Please copy exactly the lines from the top of the data through the line containing "use hub_protocol::event::PlanEntry;", and nothing else.
:: Source data ::
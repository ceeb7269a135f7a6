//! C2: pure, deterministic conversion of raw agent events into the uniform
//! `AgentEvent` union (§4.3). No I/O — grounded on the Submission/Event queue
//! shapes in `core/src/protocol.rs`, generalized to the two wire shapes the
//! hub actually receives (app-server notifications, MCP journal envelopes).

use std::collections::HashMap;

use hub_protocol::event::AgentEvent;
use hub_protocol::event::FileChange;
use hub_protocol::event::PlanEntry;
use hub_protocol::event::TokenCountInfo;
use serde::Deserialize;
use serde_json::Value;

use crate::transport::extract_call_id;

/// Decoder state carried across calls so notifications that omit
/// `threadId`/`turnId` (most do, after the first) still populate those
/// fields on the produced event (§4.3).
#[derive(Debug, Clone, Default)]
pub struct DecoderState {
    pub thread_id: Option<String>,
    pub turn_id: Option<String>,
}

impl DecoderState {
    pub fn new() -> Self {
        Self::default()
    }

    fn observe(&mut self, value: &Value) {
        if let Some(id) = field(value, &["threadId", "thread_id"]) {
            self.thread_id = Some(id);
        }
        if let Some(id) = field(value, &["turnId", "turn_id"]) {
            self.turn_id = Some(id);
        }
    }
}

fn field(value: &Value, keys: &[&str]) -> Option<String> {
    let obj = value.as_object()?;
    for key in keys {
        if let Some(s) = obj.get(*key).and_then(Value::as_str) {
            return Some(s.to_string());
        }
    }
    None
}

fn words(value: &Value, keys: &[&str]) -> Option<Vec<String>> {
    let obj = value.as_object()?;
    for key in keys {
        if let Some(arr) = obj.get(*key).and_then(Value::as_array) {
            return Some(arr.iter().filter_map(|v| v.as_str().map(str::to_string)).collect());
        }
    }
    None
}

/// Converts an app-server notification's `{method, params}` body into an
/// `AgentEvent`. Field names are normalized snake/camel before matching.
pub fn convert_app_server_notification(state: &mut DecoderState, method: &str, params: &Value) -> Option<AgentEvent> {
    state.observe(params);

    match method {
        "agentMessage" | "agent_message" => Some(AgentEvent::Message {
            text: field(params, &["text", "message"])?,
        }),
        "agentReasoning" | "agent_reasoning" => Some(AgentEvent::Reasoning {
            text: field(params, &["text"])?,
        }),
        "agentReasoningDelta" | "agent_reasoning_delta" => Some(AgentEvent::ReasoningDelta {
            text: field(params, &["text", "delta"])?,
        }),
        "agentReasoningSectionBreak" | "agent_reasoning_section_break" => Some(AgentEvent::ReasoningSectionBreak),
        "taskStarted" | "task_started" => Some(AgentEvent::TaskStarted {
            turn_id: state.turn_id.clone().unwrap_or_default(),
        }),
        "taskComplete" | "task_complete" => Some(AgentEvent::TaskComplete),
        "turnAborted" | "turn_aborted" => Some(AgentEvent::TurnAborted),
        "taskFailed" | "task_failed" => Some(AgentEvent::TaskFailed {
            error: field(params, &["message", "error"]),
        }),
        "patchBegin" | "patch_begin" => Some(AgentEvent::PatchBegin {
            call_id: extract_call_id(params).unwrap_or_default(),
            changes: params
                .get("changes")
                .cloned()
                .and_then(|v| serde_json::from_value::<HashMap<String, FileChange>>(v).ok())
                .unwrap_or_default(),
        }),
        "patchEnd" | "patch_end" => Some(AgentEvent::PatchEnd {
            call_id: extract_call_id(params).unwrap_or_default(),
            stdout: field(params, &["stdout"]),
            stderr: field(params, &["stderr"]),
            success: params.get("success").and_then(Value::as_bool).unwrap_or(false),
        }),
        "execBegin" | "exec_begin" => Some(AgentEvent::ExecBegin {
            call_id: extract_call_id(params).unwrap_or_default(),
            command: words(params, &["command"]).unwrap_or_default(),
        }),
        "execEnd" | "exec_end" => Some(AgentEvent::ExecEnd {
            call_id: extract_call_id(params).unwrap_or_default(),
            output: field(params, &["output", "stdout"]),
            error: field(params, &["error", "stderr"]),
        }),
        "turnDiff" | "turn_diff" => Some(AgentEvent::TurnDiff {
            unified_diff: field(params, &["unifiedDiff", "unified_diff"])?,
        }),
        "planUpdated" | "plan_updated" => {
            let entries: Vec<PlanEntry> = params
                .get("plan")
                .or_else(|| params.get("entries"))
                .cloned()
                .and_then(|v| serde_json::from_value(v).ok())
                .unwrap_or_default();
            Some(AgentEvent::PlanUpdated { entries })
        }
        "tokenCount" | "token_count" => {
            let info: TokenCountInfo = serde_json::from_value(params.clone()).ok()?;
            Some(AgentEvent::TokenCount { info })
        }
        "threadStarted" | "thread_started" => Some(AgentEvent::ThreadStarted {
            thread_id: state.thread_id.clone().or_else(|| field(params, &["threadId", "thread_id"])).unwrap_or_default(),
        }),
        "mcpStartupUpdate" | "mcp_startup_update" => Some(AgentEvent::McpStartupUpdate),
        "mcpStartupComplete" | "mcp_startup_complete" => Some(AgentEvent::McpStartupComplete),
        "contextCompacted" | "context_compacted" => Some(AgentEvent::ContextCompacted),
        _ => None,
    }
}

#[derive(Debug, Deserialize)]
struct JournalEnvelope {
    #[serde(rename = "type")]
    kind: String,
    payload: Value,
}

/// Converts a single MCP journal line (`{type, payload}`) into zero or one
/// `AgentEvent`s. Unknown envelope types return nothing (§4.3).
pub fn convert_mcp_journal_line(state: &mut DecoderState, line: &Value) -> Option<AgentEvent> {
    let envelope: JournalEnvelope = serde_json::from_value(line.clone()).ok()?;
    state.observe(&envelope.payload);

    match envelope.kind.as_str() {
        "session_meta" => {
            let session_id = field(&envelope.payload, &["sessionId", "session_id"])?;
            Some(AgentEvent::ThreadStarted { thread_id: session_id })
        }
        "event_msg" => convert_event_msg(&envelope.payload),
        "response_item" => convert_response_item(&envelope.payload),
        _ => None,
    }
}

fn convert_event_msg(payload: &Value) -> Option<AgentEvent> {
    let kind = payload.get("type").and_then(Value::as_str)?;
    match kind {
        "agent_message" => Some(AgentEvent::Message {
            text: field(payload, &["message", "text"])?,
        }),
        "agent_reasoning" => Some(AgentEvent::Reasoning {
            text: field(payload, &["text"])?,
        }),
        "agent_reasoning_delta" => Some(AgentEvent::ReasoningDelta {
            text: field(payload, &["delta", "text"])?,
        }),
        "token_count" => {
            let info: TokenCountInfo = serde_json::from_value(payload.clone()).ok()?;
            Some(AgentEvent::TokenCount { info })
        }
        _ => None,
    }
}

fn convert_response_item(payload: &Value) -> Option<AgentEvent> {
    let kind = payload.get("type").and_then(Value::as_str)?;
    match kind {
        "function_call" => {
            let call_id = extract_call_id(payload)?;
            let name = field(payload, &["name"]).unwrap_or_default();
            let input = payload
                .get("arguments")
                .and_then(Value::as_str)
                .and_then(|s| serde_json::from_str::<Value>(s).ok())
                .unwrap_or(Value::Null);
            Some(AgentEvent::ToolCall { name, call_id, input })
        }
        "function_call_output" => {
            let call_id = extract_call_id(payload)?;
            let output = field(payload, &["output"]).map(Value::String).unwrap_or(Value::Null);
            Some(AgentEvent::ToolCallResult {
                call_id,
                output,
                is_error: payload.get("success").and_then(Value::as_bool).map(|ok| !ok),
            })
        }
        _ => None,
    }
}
:::
Written solution:
repository ceeb7269a135f7a6
//! C2: pure, deterministic conversion of raw agent events into the uniform
//! `AgentEvent` union (§4.3). No I/O — grounded on the Submission/Event queue
//! shapes in `core/src/protocol.rs`, generalized to the two wire shapes the
//! hub actually receives (app-server notifications, MCP journal envelopes).

use std::collections::HashMap;

use hub_protocol::event::AgentEvent;
use hub_protocol::event::FileChange;
use hub_protocol::event::PlanEntry;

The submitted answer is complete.